Urban planners say Rose Avenue is unlikely to become the next Abbott Kinney -- the nearby boulevard recently dubbed “The Coolest Block in America” by GQ magazine -- but the breakneck pace of change along these once shabby blocks connecting Lincoln Boulevard to Pacific Avenue suggests that the down-and-out bohemian days of this countercultural beach neighborhood are numbered.

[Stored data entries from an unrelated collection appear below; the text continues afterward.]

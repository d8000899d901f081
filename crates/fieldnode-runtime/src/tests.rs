use std::borrow::Cow;
use std::time::Duration;

use flume::Receiver;

use uuid::Uuid;

use fieldnode::message::Message;
use fieldnode::system::Register;

use crate::clock::MockClock;
use crate::config::{MemoryStorage, NodeConfig, Secrets};
use crate::hal::Hardware;
use crate::hal::mock::{MockBoard, MockHandle};
use crate::network::NetworkDrivers;
use crate::network::mock::{MockRadio, MockRadioHandle, MockSession, MockTimeSync};
use crate::node::Node;
use crate::outbox::Outbox;
use crate::peripheral::{Peripheral, PeripheralController, PeripheralFactory, peripherals};
use crate::task::{TaskFactory, tasks};

pub(crate) const DATA_POINT_TYPE: &str = "00000000-0000-0000-0000-0000000000d1";
pub(crate) const OTHER_DATA_POINT_TYPE: &str = "00000000-0000-0000-0000-0000000000d2";

pub(crate) fn data_point_type() -> Uuid {
    DATA_POINT_TYPE.parse().unwrap()
}

pub(crate) fn init_tracing() {
    let _ = tracing_subscriber::fmt().with_test_writer().try_init();
}

pub(crate) fn controller_with(board: MockBoard) -> PeripheralController {
    let mut factory = PeripheralFactory::new();
    peripherals::register_all(&mut factory);
    PeripheralController::new(factory, Hardware::new(board))
}

pub(crate) fn test_controller() -> (PeripheralController, MockHandle) {
    let board = MockBoard::new();
    let handle = board.handle();
    (controller_with(board), handle)
}

pub(crate) fn test_task_factory() -> TaskFactory {
    let mut factory = TaskFactory::new();
    tasks::register_all(&mut factory);
    factory
}

pub(crate) fn test_register() -> Register<'static> {
    Register {
        version: Cow::Borrowed("0.1.0"),
        peripherals: vec![Cow::Borrowed("DigitalOut")],
        tasks: vec![Cow::Borrowed("SetValue")],
    }
}

pub(crate) struct TestPeripheral {
    name: &'static str,
}

impl TestPeripheral {
    pub(crate) const fn named(name: &'static str) -> Self {
        Self { name }
    }
}

impl Peripheral for TestPeripheral {
    fn type_name(&self) -> &'static str {
        self.name
    }
}

pub(crate) struct TestOutbox {
    outbox: Outbox,
    receiver: Receiver<Message<'static>>,
}

impl TestOutbox {
    pub(crate) fn new() -> Self {
        let (outbox, receiver) = Outbox::new();
        Self { outbox, receiver }
    }

    pub(crate) const fn outbox(&self) -> &Outbox {
        &self.outbox
    }

    pub(crate) fn drain(&self) -> Vec<Message<'static>> {
        self.receiver.drain().collect()
    }
}

pub(crate) struct TestNode {
    pub(crate) node: Node,
    pub(crate) board: MockHandle,
    pub(crate) clock: MockClock,
    pub(crate) radio: MockRadioHandle,
    pub(crate) storage: MemoryStorage,
}

impl TestNode {
    pub(crate) fn new(secrets: Secrets) -> Self {
        Self::with_config(NodeConfig::new().firmware_version("0.1.0"), secrets)
    }

    pub(crate) fn with_config(config: NodeConfig, secrets: Secrets) -> Self {
        let board = MockBoard::new();
        let handle = board.handle();
        let clock = MockClock::new();
        let radio = MockRadio::new();
        let radio_handle = radio.handle();
        let storage = MemoryStorage::new(secrets);
        let drivers = NetworkDrivers {
            radio: Box::new(radio),
            session: Box::new(MockSession::new()),
            time_sync: Box::new(MockTimeSync::new()),
        };

        let node = Node::new(
            config,
            board,
            clock.clone(),
            drivers,
            Box::new(storage.clone()),
        );
        Self {
            node,
            board: handle,
            clock,
            radio: radio_handle,
            storage,
        }
    }

    // Advances time by `duration`, ticking the node every 100 ms.
    pub(crate) fn run_for(&mut self, duration: Duration) {
        let step = Duration::from_millis(100);
        let mut elapsed = Duration::ZERO;
        while elapsed < duration {
            self.clock.advance(step);
            self.node.tick();
            elapsed += step;
        }
    }

    pub(crate) fn messages(&self) -> Vec<Message<'static>> {
        self.node.drain_messages().collect()
    }
}
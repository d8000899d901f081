use std::time::Duration;

use fieldnode::parameters::Parameters;

use crate::error::Result;

use super::super::{Context, Flow, Schedule, Task, TaskEnv};
use super::{DURATION_KEY, Sampler, interval};

/// Sends the values of a sensor every `interval_ms`.
///
/// With `duration_ms`, the task finishes on its own once that time has
/// elapsed since it was created. Otherwise it runs until stopped.
#[derive(Debug)]
pub struct PollSensor {
    sampler: Sampler,
    interval: Duration,
    run_until: Option<Duration>,
    first_reading: Duration,
}

impl PollSensor {
    /// Type name.
    pub const TYPE_NAME: &'static str = "PollSensor";

    /// Creates the task, starting a measurement when the sensor needs one.
    ///
    /// # Errors
    ///
    /// An error is returned when a parameter is missing or malformed, when
    /// the peripheral cannot be read, or when the measurement cannot start.
    pub fn new(parameters: &Parameters<'_>, env: &TaskEnv<'_>) -> Result<Self> {
        let interval = interval(parameters, None)?;
        let run_until = parameters
            .optional_u64(DURATION_KEY)?
            .map(|duration| env.now + Duration::from_millis(duration));
        let sampler = Sampler::new(parameters, env)?;
        let first_reading = sampler.start(parameters)?;

        Ok(Self {
            sampler,
            interval,
            run_until,
            first_reading,
        })
    }

    pub(crate) fn create(parameters: &Parameters<'_>, env: &TaskEnv<'_>) -> Result<Box<dyn Task>> {
        Ok(Box::new(Self::new(parameters, env)?))
    }
}

impl Task for PollSensor {
    fn type_name(&self) -> &'static str {
        Self::TYPE_NAME
    }

    fn on_enable(&mut self, _ctx: &mut Context<'_>) -> Result<Schedule> {
        Ok(Schedule::every(self.interval).delayed(self.first_reading))
    }

    fn callback(&mut self, ctx: &mut Context<'_>) -> Result<Flow> {
        if let Some(wait) = self.sampler.sample()? {
            return Ok(Flow::Delay(wait));
        }

        if self.run_until.is_some_and(|until| ctx.now() >= until) {
            Ok(Flow::Finish)
        } else {
            Ok(Flow::Continue)
        }
    }
}
use embedded_hal::digital::PinState;

use uuid::Uuid;

use fieldnode::parameters::Parameters;
use fieldnode::telemetry::ValueUnit;

use crate::error::Result;
use crate::hal::{DynOutputPin, interface_error};

use super::super::{
    Capability, GetValues, Peripheral, PeripheralEnv, PeripheralRef, SetValue,
    mismatching_data_point_type, shared,
};
use super::{DATA_POINT_TYPE_KEY, PIN_KEY};

/// A GPIO output.
///
/// Values are clamped to `[0, 1]` and rounded, so anything from `0.5`
/// upwards switches the output on.
pub struct DigitalOut {
    pin_number: u8,
    pin: DynOutputPin,
    data_point_type: Uuid,
    active_low: bool,
    state: bool,
}

impl DigitalOut {
    /// Type name.
    pub const TYPE_NAME: &'static str = "DigitalOut";
    /// Implemented capabilities.
    pub const CAPABILITIES: &'static [Capability] = &[Capability::SetValue, Capability::GetValues];

    /// Configures the output.
    ///
    /// # Errors
    ///
    /// An error is returned when a parameter is missing or malformed, or
    /// when the pin cannot be configured.
    pub fn new(parameters: &Parameters<'_>, env: &PeripheralEnv<'_>) -> Result<Self> {
        let pin_number = parameters.pin(PIN_KEY)?;
        let data_point_type = parameters.uuid(DATA_POINT_TYPE_KEY)?;
        let initial_state = parameters.optional_bool("initial_state")?;
        let active_low = parameters.optional_bool("active_low")?.unwrap_or(false);

        let pin = env.hardware.board().output_pin(pin_number)?;
        let mut output = Self {
            pin_number,
            pin,
            data_point_type,
            active_low,
            state: false,
        };
        if let Some(state) = initial_state {
            output.write(state)?;
        }

        Ok(output)
    }

    pub(crate) fn create(
        parameters: &Parameters<'_>,
        env: &PeripheralEnv<'_>,
    ) -> Result<PeripheralRef> {
        Self::new(parameters, env).map(shared)
    }

    fn write(&mut self, state: bool) -> Result<()> {
        let level = PinState::from(state != self.active_low);
        self.pin
            .set_state(level)
            .map_err(|e| interface_error(format_args!("Pin {}", self.pin_number), e))?;
        self.state = state;
        Ok(())
    }
}

impl SetValue for DigitalOut {
    fn set_value(&mut self, value: &ValueUnit) -> Result<()> {
        if value.data_point_type != self.data_point_type {
            return Err(mismatching_data_point_type(
                &self.data_point_type,
                &value.data_point_type,
            ));
        }

        self.write(value.value.clamp(0.0, 1.0).round() >= 1.0)
    }
}

impl GetValues for DigitalOut {
    fn get_values(&mut self) -> Result<Vec<ValueUnit>> {
        Ok(vec![ValueUnit::new(
            f32::from(u8::from(self.state)),
            self.data_point_type,
        )])
    }
}

impl Peripheral for DigitalOut {
    fn type_name(&self) -> &'static str {
        Self::TYPE_NAME
    }

    fn as_set_value(&mut self) -> Option<&mut dyn SetValue> {
        Some(self)
    }

    fn as_get_values(&mut self) -> Option<&mut dyn GetValues> {
        Some(self)
    }
}
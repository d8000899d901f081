use uuid::Uuid;

use fieldnode::parameters::Parameters;
use fieldnode::telemetry::ValueUnit;

use crate::error::{Error, Result};
use crate::hal::{ADC_REFERENCE_VOLTAGE, DacChannel};

use super::super::{
    Capability, Peripheral, PeripheralEnv, PeripheralRef, SetValue, mismatching_data_point_type,
    shared,
};
use super::PIN_KEY;

const DAC_PINS: [u8; 2] = [25, 26];

#[derive(Debug, Clone, Copy)]
enum Scale {
    Voltage(Uuid),
    Percent(Uuid),
}

/// An analog output of the DAC.
///
/// Values are either a voltage in `[0, 3.3]` or a fraction in `[0, 1]`,
/// depending on which data point type was configured.
pub struct AnalogOut {
    channel: Box<dyn DacChannel>,
    scale: Scale,
}

impl AnalogOut {
    /// Type name.
    pub const TYPE_NAME: &'static str = "AnalogOut";
    /// Implemented capabilities.
    pub const CAPABILITIES: &'static [Capability] = &[Capability::SetValue];

    /// Configures the output.
    ///
    /// Exactly one of `voltage_data_point_type` and `percent_data_point_type`
    /// must be set.
    ///
    /// # Errors
    ///
    /// An error is returned when the pin is not a DAC pin or when the data
    /// point types are not set correctly.
    pub fn new(parameters: &Parameters<'_>, env: &PeripheralEnv<'_>) -> Result<Self> {
        let pin = parameters.pin(PIN_KEY)?;
        if !DAC_PINS.contains(&pin) {
            return Err(Error::construction("Pin # not valid (only 25, 26)"));
        }

        let scale = match (
            parameters.optional_uuid("voltage_data_point_type")?,
            parameters.optional_uuid("percent_data_point_type")?,
        ) {
            (Some(voltage), None) => Scale::Voltage(voltage),
            (None, Some(percent)) => Scale::Percent(percent),
            _ => {
                return Err(Error::construction(
                    "Set either voltage_data_point_type or percent_data_point_type",
                ));
            }
        };

        let channel = env.hardware.board().dac_channel(pin)?;

        Ok(Self { channel, scale })
    }

    pub(crate) fn create(
        parameters: &Parameters<'_>,
        env: &PeripheralEnv<'_>,
    ) -> Result<PeripheralRef> {
        Self::new(parameters, env).map(shared)
    }
}

impl SetValue for AnalogOut {
    fn set_value(&mut self, value: &ValueUnit) -> Result<()> {
        let (data_point_type, max) = match self.scale {
            Scale::Voltage(data_point_type) => (data_point_type, ADC_REFERENCE_VOLTAGE),
            Scale::Percent(data_point_type) => (data_point_type, 1.0),
        };
        if value.data_point_type != data_point_type {
            return Err(mismatching_data_point_type(
                &data_point_type,
                &value.data_point_type,
            ));
        }

        let clamped = value.value.clamp(0.0, max);
        self.channel.write((clamped * 255.0 / max).round() as u8)
    }
}

impl Peripheral for AnalogOut {
    fn type_name(&self) -> &'static str {
        Self::TYPE_NAME
    }

    fn as_set_value(&mut self) -> Option<&mut dyn SetValue> {
        Some(self)
    }
}

#[cfg(test)]
mod tests {
    use serde_json::json;

    use fieldnode::parameters::Parameters;
    use fieldnode::telemetry::ValueUnit;

    use crate::tests::{DATA_POINT_TYPE, OTHER_DATA_POINT_TYPE, data_point_type, test_controller};

    use super::super::super::Peripheral;
    use super::AnalogOut;

    #[test]
    fn scales_voltage() {
        let (controller, board) = test_controller();
        let value = json!({"pin": 25, "voltage_data_point_type": DATA_POINT_TYPE});
        let parameters = Parameters::from_value(&value).unwrap();
        let mut output = AnalogOut::new(&parameters, &controller.env()).unwrap();

        let set_value = output.as_set_value().unwrap();
        set_value
            .set_value(&ValueUnit::new(1.65, data_point_type()))
            .unwrap();
        assert_eq!(board.dac(25), Some(128));

        set_value
            .set_value(&ValueUnit::new(10.0, data_point_type()))
            .unwrap();
        assert_eq!(board.dac(25), Some(255));
    }

    #[test]
    fn exactly_one_data_point_type() {
        let (controller, _) = test_controller();
        let value = json!({
            "pin": 26,
            "voltage_data_point_type": DATA_POINT_TYPE,
            "percent_data_point_type": OTHER_DATA_POINT_TYPE,
        });
        let parameters = Parameters::from_value(&value).unwrap();

        assert!(AnalogOut::new(&parameters, &controller.env()).is_err());
    }
}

If Rose Avenue could turn white-hot overnight, other Venice streets could soon follow.

“The tipping point,” said former Los Angeles City Councilwoman Ruth Galanter, “has been tipped.”

When he created his “Venice-of-America” in 1905, Abbott Kinney envisioned a showcase of art and culture. Instead, said Betsy Goldman, Venice Historical Society co-founder, the public insisted on a “honky-tonk” carnival atmosphere with gondola excursions and camel rides.

For decades that carnival vibe was reincarnated: In the 1950s and ‘60s, Goldman said, Venice served as a gathering place for hippies, homeless people and beatnik intellectuals and musicians like Jim Morrison. Beach life and an atmosphere of permissiveness drew motorcycle gang members and drug addicts as well. Pawnshops and liquor stores sprouted.

Venice gained a reputation as a rough outpost among beach communities. Occasional violence and the presence of homeless people deterred business owners for years. By the early 1990s, police say, area crime had hit an all-time high.

But Rose Avenue rents were cheap. A few retailers thought they might draw shoppers from Santa Monica. So Alan Schniderman opened his DNA Clothing store on the block in the 1980s.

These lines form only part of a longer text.